- TASK DESCRIPTION
What lines in the data below mention the string "FilterCriteria"? Copy them out.

- RECORDS FOR THIS TASK
Segment Open

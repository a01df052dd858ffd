//! Change notifications emitted by the domain store.
//!
//! Every applied transition produces one [`StoreEvent`], published through
//! the [`super::EventBus`] so views can refresh the slice that changed.

use serde::Serialize;

use super::{BulkState, FilterPk, IncidentPk};

/// A change to the store's canonical state.
#[derive(Debug, Clone, PartialEq, Eq, Serialize)]
#[serde(tag = "event_type", rename_all = "snake_case")]
pub enum StoreEvent {
    /// A filter was inserted.
    FilterCreated {
        /// Filter identity.
        pk: FilterPk,
    },

    /// A filter was replaced (or re-inserted).
    FilterUpdated {
        /// Filter identity.
        pk: FilterPk,
    },

    /// A filter was removed.
    FilterDeleted {
        /// Filter identity.
        pk: FilterPk,
    },

    /// The filter slice was replaced wholesale.
    FiltersReplaced {
        /// Number of filters now held.
        count: usize,
    },

    /// An incident was inserted or replaced.
    IncidentUpserted {
        /// Incident identity.
        pk: IncidentPk,
    },

    /// The incident slice was replaced wholesale.
    IncidentsReplaced {
        /// Number of incidents now held.
        count: usize,
    },

    /// An incident was closed or reopened.
    IncidentOpenChanged {
        /// Incident identity.
        pk: IncidentPk,
        /// New `open` flag.
        open: bool,
    },

    /// An incident was marked acknowledged.
    IncidentAcknowledged {
        /// Incident identity.
        pk: IncidentPk,
    },

    /// An incident's ticket URL was set or cleared.
    TicketUrlChanged {
        /// Incident identity.
        pk: IncidentPk,
        /// New ticket URL, `None` when cleared.
        ticket_url: Option<String>,
    },

    /// The bulk slot changed state.
    BulkStateChanged {
        /// New state.
        state: BulkState,
    },
}

impl StoreEvent {
    /// Returns the incident this event concerns, if any.
    #[must_use]
    pub fn incident_pk(&self) -> Option<IncidentPk> {
        match self {
            Self::IncidentUpserted { pk }
            | Self::IncidentOpenChanged { pk, .. }
            | Self::IncidentAcknowledged { pk }
            | Self::TicketUrlChanged { pk, .. } => Some(*pk),
            _ => None,
        }
    }

    /// Returns the event type as a static string slice.
    #[must_use]
    pub const fn event_type_str(&self) -> &'static str {
        match self {
            Self::FilterCreated { .. } => "filter_created",
            Self::FilterUpdated { .. } => "filter_updated",
            Self::FilterDeleted { .. } => "filter_deleted",
            Self::FiltersReplaced { .. } => "filters_replaced",
            Self::IncidentUpserted { .. } => "incident_upserted",
            Self::IncidentsReplaced { .. } => "incidents_replaced",
            Self::IncidentOpenChanged { .. } => "incident_open_changed",
            Self::IncidentAcknowledged { .. } => "incident_acknowledged",
            Self::TicketUrlChanged { .. } => "ticket_url_changed",
            Self::BulkStateChanged { .. } => "bulk_state_changed",
        }
    }
}
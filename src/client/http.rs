//! REST implementation of [`ResourceClient`] on top of `reqwest`.
//!
//! All endpoints live under `api/v1/` relative to the configured base URL.
//! Filter criteria travel JSON-encoded in the `filter_string` field.
//! Incident lists may come back bare or paginated (`results` + `next`);
//! pagination is followed to the end.

use std::collections::HashSet;
use std::time::Duration;

use chrono::{DateTime, Utc};
use reqwest::{Method, RequestBuilder};
use serde::de::DeserializeOwned;
use serde::{Deserialize, Serialize};
use url::Url;

use super::ResourceClient;
use crate::config::DashboardConfig;
use crate::domain::{
    Acknowledgement, AcknowledgementBody, Event, EventType, Filter, FilterCriteria, FilterDraft,
    FilterPk, Incident, IncidentPk, TicketUrlBody,
};
use crate::error::ClientError;

const FILTERS_PATH: &str = "api/v1/notificationprofiles/filters/";
const INCIDENTS_PATH: &str = "api/v1/incidents/";

/// Upper bound on pages followed for one listing.
const MAX_PAGES: usize = 1000;

/// HTTP client for the incident backend's REST API.
#[derive(Debug, Clone)]
pub struct HttpResourceClient {
    client: reqwest::Client,
    base_url: Url,
    token: Option<String>,
}

// ── Wire DTOs ──────────────────────────────────────────────────────────

#[derive(Serialize)]
struct FilterRequest<'a> {
    name: &'a str,
    filter_string: String,
}

#[derive(Deserialize)]
struct FilterResponse {
    pk: FilterPk,
    name: String,
    #[serde(default)]
    filter_string: String,
}

impl FilterResponse {
    fn into_filter(self) -> Result<Filter, ClientError> {
        let criteria = if self.filter_string.trim().is_empty() {
            FilterCriteria::default()
        } else {
            serde_json::from_str(&self.filter_string)
                .map_err(|e| ClientError::Decode(format!("filter {}: {e}", self.pk)))?
        };
        Ok(Filter {
            pk: self.pk,
            name: self.name,
            criteria,
        })
    }
}

#[derive(Serialize)]
struct EventRequest<'a> {
    #[serde(rename = "type")]
    kind: EventType,
    #[serde(skip_serializing_if = "Option::is_none")]
    description: Option<&'a str>,
}

#[derive(Serialize)]
struct AckEventRequest<'a> {
    description: &'a str,
}

#[derive(Serialize)]
struct AckRequest<'a> {
    event: AckEventRequest<'a>,
    expiration: Option<DateTime<Utc>>,
}

#[derive(Serialize)]
struct TicketUrlRequest<'a> {
    ticket_url: &'a str,
}

#[derive(Deserialize)]
#[serde(untagged)]
enum Listing<T> {
    Page {
        results: Vec<T>,
        #[serde(default)]
        next: Option<String>,
    },
    Bare(Vec<T>),
}

fn filter_request<'a>(
    name: &'a str,
    criteria: &FilterCriteria,
) -> Result<FilterRequest<'a>, ClientError> {
    let filter_string = serde_json::to_string(criteria)
        .map_err(|e| ClientError::Encode(e.to_string()))?;
    Ok(FilterRequest {
        name,
        filter_string,
    })
}

impl HttpResourceClient {
    /// Creates a client for the backend at `base_url`.
    ///
    /// `token` is sent as `Authorization: Token <token>` on every request.
    ///
    /// # Errors
    ///
    /// Returns [`ClientError::Transport`] if the underlying HTTP client
    /// cannot be built.
    pub fn new(
        mut base_url: Url,
        token: Option<String>,
        timeout: Duration,
    ) -> Result<Self, ClientError> {
        if !base_url.path().ends_with('/') {
            let path = format!("{}/", base_url.path());
            base_url.set_path(&path);
        }
        let client = reqwest::Client::builder()
            .timeout(timeout)
            .build()
            .map_err(|e| ClientError::Transport(e.to_string()))?;
        Ok(Self {
            client,
            base_url,
            token,
        })
    }

    /// Creates a client from the dashboard configuration.
    ///
    /// # Errors
    ///
    /// Returns [`ClientError::Transport`] if the underlying HTTP client
    /// cannot be built.
    pub fn from_config(config: &DashboardConfig) -> Result<Self, ClientError> {
        Self::new(
            config.api_url.clone(),
            config.api_token.clone(),
            Duration::from_secs(config.request_timeout_secs),
        )
    }

    /// Returns the normalized base URL.
    #[must_use]
    pub fn base_url(&self) -> &Url {
        &self.base_url
    }

    fn url(&self, path: &str) -> Result<Url, ClientError> {
        Ok(self.base_url.join(path)?)
    }

    fn incident_url(&self, pk: IncidentPk, resource: &str) -> Result<Url, ClientError> {
        self.url(&format!("{INCIDENTS_PATH}{pk}/{resource}"))
    }

    fn request(&self, method: Method, url: Url) -> RequestBuilder {
        let req = self.client.request(method, url);
        match &self.token {
            Some(token) => req.header(reqwest::header::AUTHORIZATION, format!("Token {token}")),
            None => req,
        }
    }

    async fn send(&self, req: RequestBuilder) -> Result<reqwest::Response, ClientError> {
        let resp = req.send().await?;
        let status = resp.status();
        if status.is_success() {
            return Ok(resp);
        }
        let body = resp.text().await.unwrap_or_default();
        tracing::warn!(status = status.as_u16(), %body, "backend rejected request");
        Err(ClientError::Status {
            status: status.as_u16(),
            body,
        })
    }

    async fn send_json<T: DeserializeOwned>(&self, req: RequestBuilder) -> Result<T, ClientError> {
        let resp = self.send(req).await?;
        resp.json::<T>()
            .await
            .map_err(|e| ClientError::Decode(e.to_string()))
    }

    /// Fetches every page of a listing.
    ///
    /// A `next` link that points back at an already fetched page is a
    /// decode error, as is a listing longer than [`MAX_PAGES`].
    async fn list_all<T: DeserializeOwned>(&self, first: Url) -> Result<Vec<T>, ClientError> {
        let mut items = Vec::new();
        let mut fetched = HashSet::new();
        let mut next = Some(first);
        while let Some(url) = next.take() {
            if fetched.len() >= MAX_PAGES {
                return Err(ClientError::Decode(format!(
                    "listing exceeds {MAX_PAGES} pages at {url}"
                )));
            }
            if !fetched.insert(url.clone()) {
                return Err(ClientError::Decode(format!("pagination loops back to {url}")));
            }
            match self
                .send_json::<Listing<T>>(self.request(Method::GET, url))
                .await?
            {
                Listing::Bare(page) => items.extend(page),
                Listing::Page { results, next: more } => {
                    items.extend(results);
                    next = more.map(|n| self.base_url.join(&n)).transpose()?;
                }
            }
        }
        Ok(items)
    }
}

impl ResourceClient for HttpResourceClient {
    async fn create_filter(&self, draft: &FilterDraft) -> Result<Filter, ClientError> {
        let body = filter_request(&draft.name, &draft.criteria)?;
        let created: FilterResponse = self
            .send_json(self.request(Method::POST, self.url(FILTERS_PATH)?).json(&body))
            .await?;
        created.into_filter()
    }

    async fn delete_filter(&self, pk: FilterPk) -> Result<(), ClientError> {
        let url = self.url(&format!("{FILTERS_PATH}{pk}/"))?;
        self.send(self.request(Method::DELETE, url)).await?;
        Ok(())
    }

    async fn update_filter(&self, filter: &Filter) -> Result<Filter, ClientError> {
        let url = self.url(&format!("{FILTERS_PATH}{}/", filter.pk))?;
        let body = filter_request(&filter.name, &filter.criteria)?;
        let updated: FilterResponse = self
            .send_json(self.request(Method::PUT, url).json(&body))
            .await?;
        updated.into_filter()
    }

    async fn list_filters(&self) -> Result<Vec<Filter>, ClientError> {
        let raw: Vec<FilterResponse> = self.list_all(self.url(FILTERS_PATH)?).await?;
        raw.into_iter().map(FilterResponse::into_filter).collect()
    }

    async fn list_incidents(&self, criteria: &FilterCriteria) -> Result<Vec<Incident>, ClientError> {
        let mut url = self.url(INCIDENTS_PATH)?;
        {
            let mut query = url.query_pairs_mut();
            if let Some(open) = criteria.open {
                query.append_pair("open", if open { "true" } else { "false" });
            }
            if let Some(acked) = criteria.acked {
                query.append_pair("acked", if acked { "true" } else { "false" });
            }
            if !criteria.source_system_ids.is_empty() {
                let ids: Vec<String> = criteria
                    .source_system_ids
                    .iter()
                    .map(ToString::to_string)
                    .collect();
                query.append_pair("source__id__in", &ids.join(","));
            }
            for tag in &criteria.tags {
                query.append_pair("tags", &tag.to_string());
            }
        }
        if url.query() == Some("") {
            url.set_query(None);
        }
        self.list_all(url).await
    }

    async fn create_event(
        &self,
        pk: IncidentPk,
        kind: EventType,
        description: Option<&str>,
    ) -> Result<Event, ClientError> {
        let url = self.incident_url(pk, "events/")?;
        let body = EventRequest { kind, description };
        self.send_json(self.request(Method::POST, url).json(&body))
            .await
    }

    async fn create_acknowledgement(
        &self,
        pk: IncidentPk,
        body: &AcknowledgementBody,
    ) -> Result<Acknowledgement, ClientError> {
        let url = self.incident_url(pk, "acks/")?;
        let body = AckRequest {
            event: AckEventRequest {
                description: &body.description,
            },
            expiration: body.expiration,
        };
        self.send_json(self.request(Method::POST, url).json(&body))
            .await
    }

    async fn set_ticket_url(
        &self,
        pk: IncidentPk,
        ticket_url: &str,
    ) -> Result<TicketUrlBody, ClientError> {
        let url = self.incident_url(pk, "ticket_url/")?;
        let body = TicketUrlRequest { ticket_url };
        self.send_json(self.request(Method::PATCH, url).json(&body))
            .await
    }

    async fn list_acknowledgements(&self, pk: IncidentPk) -> Result<Vec<Acknowledgement>, ClientError> {
        self.list_all(self.incident_url(pk, "acks/")?).await
    }

    async fn list_events(&self, pk: IncidentPk) -> Result<Vec<Event>, ClientError> {
        self.list_all(self.incident_url(pk, "events/")?).await
    }
}
//! Composition root handed to view code.
//!
//! A [`Dashboard`] owns the shared [`DomainStore`] and one service per
//! domain. Views read a snapshot plus the matching action handle in one
//! call, which keeps them from reaching into the store directly.

use std::sync::Arc;

use serde::Serialize;
use tokio::sync::{broadcast, watch};

use crate::client::ResourceClient;
use crate::domain::{
    BulkState, DomainStore, EventBus, Filter, Incident, StoreEvent, StoreFeed,
};
use crate::service::{FilterService, IncidentService};

/// Incident slice plus the current bulk-operation state.
#[derive(Debug, Clone, Serialize)]
pub struct IncidentsSnapshot {
    /// Incidents in store order.
    pub incidents: Vec<Incident>,
    /// Current bulk-operation state.
    pub bulk: BulkState,
}

impl IncidentsSnapshot {
    /// `true` while a bulk batch is running; views disable bulk controls.
    #[must_use]
    pub const fn is_bulk_in_progress(&self) -> bool {
        self.bulk.is_running()
    }
}

/// Shared dashboard state: the store and the action services bound to it.
#[derive(Debug)]
pub struct Dashboard<C> {
    store: Arc<DomainStore>,
    filter_service: FilterService<C>,
    incident_service: IncidentService<C>,
}

impl<C> Clone for Dashboard<C> {
    fn clone(&self) -> Self {
        Self {
            store: Arc::clone(&self.store),
            filter_service: self.filter_service.clone(),
            incident_service: self.incident_service.clone(),
        }
    }
}

impl<C: ResourceClient> Dashboard<C> {
    /// Builds a dashboard with a fresh store publishing on `event_bus`.
    #[must_use]
    pub fn new(client: Arc<C>, event_bus: EventBus) -> Self {
        Self::from_parts(client, Arc::new(DomainStore::new(event_bus)))
    }

    /// Builds a dashboard around an existing store.
    #[must_use]
    pub fn from_parts(client: Arc<C>, store: Arc<DomainStore>) -> Self {
        Self {
            filter_service: FilterService::new(Arc::clone(&client), Arc::clone(&store)),
            incident_service: IncidentService::new(client, Arc::clone(&store)),
            store,
        }
    }

    /// Current filters and the filter action handle.
    pub async fn filters(&self) -> (Vec<Filter>, &FilterService<C>) {
        (self.store.filters().await, &self.filter_service)
    }

    /// Current incidents, bulk state, and the incident action handle.
    pub async fn incidents(&self) -> (IncidentsSnapshot, &IncidentService<C>) {
        let snapshot = IncidentsSnapshot {
            incidents: self.store.incidents().await,
            bulk: self.store.bulk_state(),
        };
        (snapshot, &self.incident_service)
    }

    /// Filter action handle.
    #[must_use]
    pub const fn filter_service(&self) -> &FilterService<C> {
        &self.filter_service
    }

    /// Incident action handle.
    #[must_use]
    pub const fn incident_service(&self) -> &IncidentService<C> {
        &self.incident_service
    }

    /// The shared store.
    #[must_use]
    pub fn store(&self) -> &Arc<DomainStore> {
        &self.store
    }

    /// Subscribes to every store change.
    #[must_use]
    pub fn subscribe(&self) -> broadcast::Receiver<StoreEvent> {
        self.store.subscribe()
    }

    /// Opens a lag-aware feed of store changes.
    #[must_use]
    pub fn feed(&self) -> StoreFeed {
        self.store.feed()
    }

    /// Watches the bulk-operation state.
    #[must_use]
    pub fn watch_bulk(&self) -> watch::Receiver<BulkState> {
        self.store.watch_bulk()
    }
}
//! incident-sync entry point.
//!
//! Loads saved filters and open incidents from the configured backend
//! into a fresh store, logs every store change, and prints a JSON summary.

use std::sync::Arc;

use serde::Serialize;
use tracing_subscriber::EnvFilter;

use incident_sync::client::HttpResourceClient;
use incident_sync::config::DashboardConfig;
use incident_sync::dashboard::Dashboard;
use incident_sync::domain::{BulkState, EventBus, FeedMessage, FilterCriteria};

#[derive(Debug, Serialize)]
struct Summary {
    api_url: String,
    filters: Vec<String>,
    open_incidents: usize,
    unacked_incidents: usize,
    bulk: BulkState,
}

#[tokio::main]
async fn main() -> Result<(), Box<dyn std::error::Error>> {
    // Initialize tracing
    tracing_subscriber::fmt()
        .with_env_filter(
            EnvFilter::try_from_default_env().unwrap_or_else(|_| EnvFilter::new("info")),
        )
        .init();

    // Load configuration
    let config = DashboardConfig::from_env()?;
    tracing::info!(api_url = %config.api_url, "starting incident-sync");

    let client = Arc::new(HttpResourceClient::from_config(&config)?);
    let dashboard = Dashboard::new(client, EventBus::new(config.event_bus_capacity));

    // Log store changes
    let mut feed = dashboard.feed();
    let logger = tokio::spawn(async move {
        while let Some(message) = feed.next().await {
            match message {
                FeedMessage::Changed(event) => tracing::debug!(
                    event_type = event.event_type_str(),
                    incident = ?event.incident_pk(),
                    "store changed"
                ),
                FeedMessage::Resync { missed } => {
                    tracing::debug!(missed, "store feed resynced");
                }
            }
        }
    });

    let filters = dashboard.filter_service().load_all_filters().await?;
    let incidents = dashboard
        .incident_service()
        .load_incidents_filtered(&FilterCriteria::open_only())
        .await?;

    let summary = Summary {
        api_url: config.api_url.to_string(),
        filters: filters.into_iter().map(|f| f.name).collect(),
        open_incidents: incidents.len(),
        unacked_incidents: incidents.iter().filter(|i| !i.acked).count(),
        bulk: dashboard.store().bulk_state(),
    };
    println!("{}", serde_json::to_string_pretty(&summary)?);

    logger.abort();
    Ok(())
}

Segment Closed

- ANSWER SPACE
    Acknowledgement, AcknowledgementBody, Event, EventType, Filter, FilterCriteria, FilterDraft,
            FilterCriteria::default()
    criteria: &FilterCriteria,
    async fn list_incidents(&self, criteria: &FilterCriteria) -> Result<Vec<Incident>, ClientError> {
use incident_sync::domain::{BulkState, EventBus, FeedMessage, FilterCriteria};
        .load_incidents_filtered(&FilterCriteria::open_only())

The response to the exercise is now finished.